▶ **Task instructions**:
Determine how many lines in the material hold the string "warn", then reply with that number only.

▶ **Data to examine**:
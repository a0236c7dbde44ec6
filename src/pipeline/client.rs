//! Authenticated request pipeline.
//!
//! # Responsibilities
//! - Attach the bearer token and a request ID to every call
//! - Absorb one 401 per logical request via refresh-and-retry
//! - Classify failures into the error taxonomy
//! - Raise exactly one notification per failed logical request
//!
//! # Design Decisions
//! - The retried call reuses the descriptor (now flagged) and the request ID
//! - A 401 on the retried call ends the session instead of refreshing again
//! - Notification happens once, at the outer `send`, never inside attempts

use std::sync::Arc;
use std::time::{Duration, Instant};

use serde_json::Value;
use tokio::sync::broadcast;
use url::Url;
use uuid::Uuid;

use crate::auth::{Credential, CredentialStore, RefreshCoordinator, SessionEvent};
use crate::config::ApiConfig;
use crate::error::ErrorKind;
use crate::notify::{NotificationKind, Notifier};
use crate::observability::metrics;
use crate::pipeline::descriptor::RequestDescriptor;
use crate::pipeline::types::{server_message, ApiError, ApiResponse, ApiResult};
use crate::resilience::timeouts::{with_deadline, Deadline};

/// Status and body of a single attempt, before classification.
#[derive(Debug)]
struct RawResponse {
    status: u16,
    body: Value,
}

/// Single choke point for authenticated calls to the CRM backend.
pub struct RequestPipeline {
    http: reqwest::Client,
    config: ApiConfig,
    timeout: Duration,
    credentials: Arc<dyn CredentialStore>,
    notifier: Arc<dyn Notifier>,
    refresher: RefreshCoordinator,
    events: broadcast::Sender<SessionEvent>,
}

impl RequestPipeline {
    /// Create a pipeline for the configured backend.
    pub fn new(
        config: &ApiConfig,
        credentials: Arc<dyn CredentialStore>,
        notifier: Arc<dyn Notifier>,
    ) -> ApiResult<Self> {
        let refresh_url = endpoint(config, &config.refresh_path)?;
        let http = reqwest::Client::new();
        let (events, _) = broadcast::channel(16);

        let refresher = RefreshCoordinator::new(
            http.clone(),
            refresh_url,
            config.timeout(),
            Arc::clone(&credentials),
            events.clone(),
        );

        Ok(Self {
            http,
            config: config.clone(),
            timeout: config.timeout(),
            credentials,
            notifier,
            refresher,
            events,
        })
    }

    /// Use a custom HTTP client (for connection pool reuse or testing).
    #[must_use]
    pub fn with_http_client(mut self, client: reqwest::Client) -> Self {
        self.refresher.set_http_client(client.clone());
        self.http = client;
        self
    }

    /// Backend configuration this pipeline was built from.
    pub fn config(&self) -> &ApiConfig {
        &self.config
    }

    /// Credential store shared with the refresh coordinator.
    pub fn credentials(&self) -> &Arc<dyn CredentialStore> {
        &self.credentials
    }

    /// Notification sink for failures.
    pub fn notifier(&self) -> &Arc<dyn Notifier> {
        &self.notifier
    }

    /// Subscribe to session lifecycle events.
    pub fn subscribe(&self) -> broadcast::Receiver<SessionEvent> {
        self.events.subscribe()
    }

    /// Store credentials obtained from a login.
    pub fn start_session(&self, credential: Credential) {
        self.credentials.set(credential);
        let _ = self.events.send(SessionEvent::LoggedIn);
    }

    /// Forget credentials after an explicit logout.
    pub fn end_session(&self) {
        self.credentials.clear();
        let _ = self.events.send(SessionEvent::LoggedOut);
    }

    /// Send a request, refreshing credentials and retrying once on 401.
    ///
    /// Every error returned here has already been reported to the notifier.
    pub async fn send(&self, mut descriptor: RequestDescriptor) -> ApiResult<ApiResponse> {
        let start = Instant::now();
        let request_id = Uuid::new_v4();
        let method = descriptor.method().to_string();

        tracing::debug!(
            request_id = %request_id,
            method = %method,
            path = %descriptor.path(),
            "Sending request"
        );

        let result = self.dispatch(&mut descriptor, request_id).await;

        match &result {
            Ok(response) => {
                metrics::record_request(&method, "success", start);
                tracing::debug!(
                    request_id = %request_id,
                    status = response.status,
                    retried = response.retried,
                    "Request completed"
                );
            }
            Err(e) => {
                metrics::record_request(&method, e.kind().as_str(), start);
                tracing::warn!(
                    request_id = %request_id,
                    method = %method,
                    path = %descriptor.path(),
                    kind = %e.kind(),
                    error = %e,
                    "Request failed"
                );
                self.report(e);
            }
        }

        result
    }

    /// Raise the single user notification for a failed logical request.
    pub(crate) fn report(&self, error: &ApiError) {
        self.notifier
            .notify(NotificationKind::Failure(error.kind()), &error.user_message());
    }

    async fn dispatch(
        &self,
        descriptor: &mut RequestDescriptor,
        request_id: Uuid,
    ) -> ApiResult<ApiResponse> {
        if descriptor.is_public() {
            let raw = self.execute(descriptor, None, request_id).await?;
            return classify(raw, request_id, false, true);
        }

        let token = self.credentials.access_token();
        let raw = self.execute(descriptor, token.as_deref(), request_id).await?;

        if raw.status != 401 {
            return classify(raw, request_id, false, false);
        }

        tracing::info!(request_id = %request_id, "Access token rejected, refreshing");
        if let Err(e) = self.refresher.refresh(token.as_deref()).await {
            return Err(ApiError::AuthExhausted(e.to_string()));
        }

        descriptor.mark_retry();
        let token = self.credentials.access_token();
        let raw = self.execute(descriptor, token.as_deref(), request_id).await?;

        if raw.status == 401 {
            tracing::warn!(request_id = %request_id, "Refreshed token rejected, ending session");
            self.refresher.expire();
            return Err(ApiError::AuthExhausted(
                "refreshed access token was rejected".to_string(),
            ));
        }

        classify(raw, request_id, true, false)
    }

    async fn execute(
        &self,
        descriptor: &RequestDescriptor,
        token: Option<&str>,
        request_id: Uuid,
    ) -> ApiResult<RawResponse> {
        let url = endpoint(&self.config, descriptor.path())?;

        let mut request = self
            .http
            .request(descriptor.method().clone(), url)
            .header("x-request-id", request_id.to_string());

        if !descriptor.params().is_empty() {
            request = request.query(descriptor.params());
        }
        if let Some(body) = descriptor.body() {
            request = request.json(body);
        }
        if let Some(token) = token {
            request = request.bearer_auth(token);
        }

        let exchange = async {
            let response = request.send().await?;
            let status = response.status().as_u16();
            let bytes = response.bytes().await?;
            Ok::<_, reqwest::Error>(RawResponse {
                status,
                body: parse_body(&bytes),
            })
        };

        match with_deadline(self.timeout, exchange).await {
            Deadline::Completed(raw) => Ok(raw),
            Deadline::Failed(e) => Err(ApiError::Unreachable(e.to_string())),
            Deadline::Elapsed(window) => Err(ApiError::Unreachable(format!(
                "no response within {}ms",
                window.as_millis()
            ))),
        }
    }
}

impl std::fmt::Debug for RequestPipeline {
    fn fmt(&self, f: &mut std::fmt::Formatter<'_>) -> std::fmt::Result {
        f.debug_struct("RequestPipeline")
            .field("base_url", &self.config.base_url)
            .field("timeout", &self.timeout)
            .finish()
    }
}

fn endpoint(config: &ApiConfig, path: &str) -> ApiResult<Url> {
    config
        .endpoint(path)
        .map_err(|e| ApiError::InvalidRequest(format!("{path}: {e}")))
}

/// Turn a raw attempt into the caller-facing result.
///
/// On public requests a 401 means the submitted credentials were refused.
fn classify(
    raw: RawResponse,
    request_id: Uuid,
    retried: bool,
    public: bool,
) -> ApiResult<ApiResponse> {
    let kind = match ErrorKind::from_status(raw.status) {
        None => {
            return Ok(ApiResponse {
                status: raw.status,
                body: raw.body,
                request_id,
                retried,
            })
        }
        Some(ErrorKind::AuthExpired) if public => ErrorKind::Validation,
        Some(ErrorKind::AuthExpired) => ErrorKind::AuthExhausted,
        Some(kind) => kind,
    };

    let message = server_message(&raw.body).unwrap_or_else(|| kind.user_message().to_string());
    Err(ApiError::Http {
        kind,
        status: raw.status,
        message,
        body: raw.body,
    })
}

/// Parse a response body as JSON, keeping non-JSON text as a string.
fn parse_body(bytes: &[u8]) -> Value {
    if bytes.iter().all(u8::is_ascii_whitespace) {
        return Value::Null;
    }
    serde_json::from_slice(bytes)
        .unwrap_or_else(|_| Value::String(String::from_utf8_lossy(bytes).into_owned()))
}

▶ **Answer to this task**:
2